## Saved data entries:
◇ ◇ ◇

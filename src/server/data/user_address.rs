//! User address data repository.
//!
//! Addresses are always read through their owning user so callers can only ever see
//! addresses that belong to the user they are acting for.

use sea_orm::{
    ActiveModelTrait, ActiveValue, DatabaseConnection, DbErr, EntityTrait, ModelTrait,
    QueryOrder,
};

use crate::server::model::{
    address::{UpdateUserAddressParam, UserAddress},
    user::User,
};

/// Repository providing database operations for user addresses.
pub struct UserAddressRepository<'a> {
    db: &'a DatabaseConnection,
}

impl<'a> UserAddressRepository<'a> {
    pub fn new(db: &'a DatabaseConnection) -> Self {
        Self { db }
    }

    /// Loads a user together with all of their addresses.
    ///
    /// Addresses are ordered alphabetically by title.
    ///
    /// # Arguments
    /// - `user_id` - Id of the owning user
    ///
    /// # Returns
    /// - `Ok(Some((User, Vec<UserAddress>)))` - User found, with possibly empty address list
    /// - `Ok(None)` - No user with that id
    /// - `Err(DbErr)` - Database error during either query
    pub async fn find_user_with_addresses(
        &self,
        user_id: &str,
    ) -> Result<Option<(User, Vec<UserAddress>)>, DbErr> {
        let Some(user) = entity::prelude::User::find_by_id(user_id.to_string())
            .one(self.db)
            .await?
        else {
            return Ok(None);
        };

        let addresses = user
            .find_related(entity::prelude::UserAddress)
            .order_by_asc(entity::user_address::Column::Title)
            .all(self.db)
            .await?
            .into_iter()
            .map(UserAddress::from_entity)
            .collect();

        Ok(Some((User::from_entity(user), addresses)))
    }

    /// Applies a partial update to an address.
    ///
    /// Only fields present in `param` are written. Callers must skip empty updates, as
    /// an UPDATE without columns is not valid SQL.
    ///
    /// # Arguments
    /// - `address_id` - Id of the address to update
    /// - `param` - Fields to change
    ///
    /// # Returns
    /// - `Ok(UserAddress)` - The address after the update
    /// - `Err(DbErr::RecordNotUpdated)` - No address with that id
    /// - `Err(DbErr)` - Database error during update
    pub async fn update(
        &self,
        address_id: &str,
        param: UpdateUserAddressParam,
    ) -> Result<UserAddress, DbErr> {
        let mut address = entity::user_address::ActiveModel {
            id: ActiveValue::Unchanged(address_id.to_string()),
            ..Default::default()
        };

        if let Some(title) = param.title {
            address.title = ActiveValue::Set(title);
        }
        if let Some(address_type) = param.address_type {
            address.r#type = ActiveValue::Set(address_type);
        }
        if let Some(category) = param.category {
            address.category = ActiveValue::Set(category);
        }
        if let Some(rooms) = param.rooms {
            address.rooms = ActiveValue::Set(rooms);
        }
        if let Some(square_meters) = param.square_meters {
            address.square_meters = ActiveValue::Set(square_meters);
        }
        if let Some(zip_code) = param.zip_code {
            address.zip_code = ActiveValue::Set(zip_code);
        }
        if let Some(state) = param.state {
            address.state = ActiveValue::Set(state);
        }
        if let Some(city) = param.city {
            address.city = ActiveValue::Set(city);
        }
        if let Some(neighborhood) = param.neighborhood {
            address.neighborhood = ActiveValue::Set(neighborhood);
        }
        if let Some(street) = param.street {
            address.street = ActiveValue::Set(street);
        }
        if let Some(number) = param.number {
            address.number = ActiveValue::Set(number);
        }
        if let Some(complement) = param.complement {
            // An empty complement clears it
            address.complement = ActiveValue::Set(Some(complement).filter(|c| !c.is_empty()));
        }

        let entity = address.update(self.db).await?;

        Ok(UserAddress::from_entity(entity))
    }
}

◇ ◇ ◇

Would you retype the lines above from the one with "address.r#type = ActiveValue::Set(address_type);" down to the one with "address.rooms = ActiveValue::Set(rooms);", word for word, both ends included and no other lines?

            address.r#type = ActiveValue::Set(address_type);
        }
        if let Some(category) = param.category {
            address.category = ActiveValue::Set(category);
        }
        if let Some(rooms) = param.rooms {
            address.rooms = ActiveValue::Set(rooms);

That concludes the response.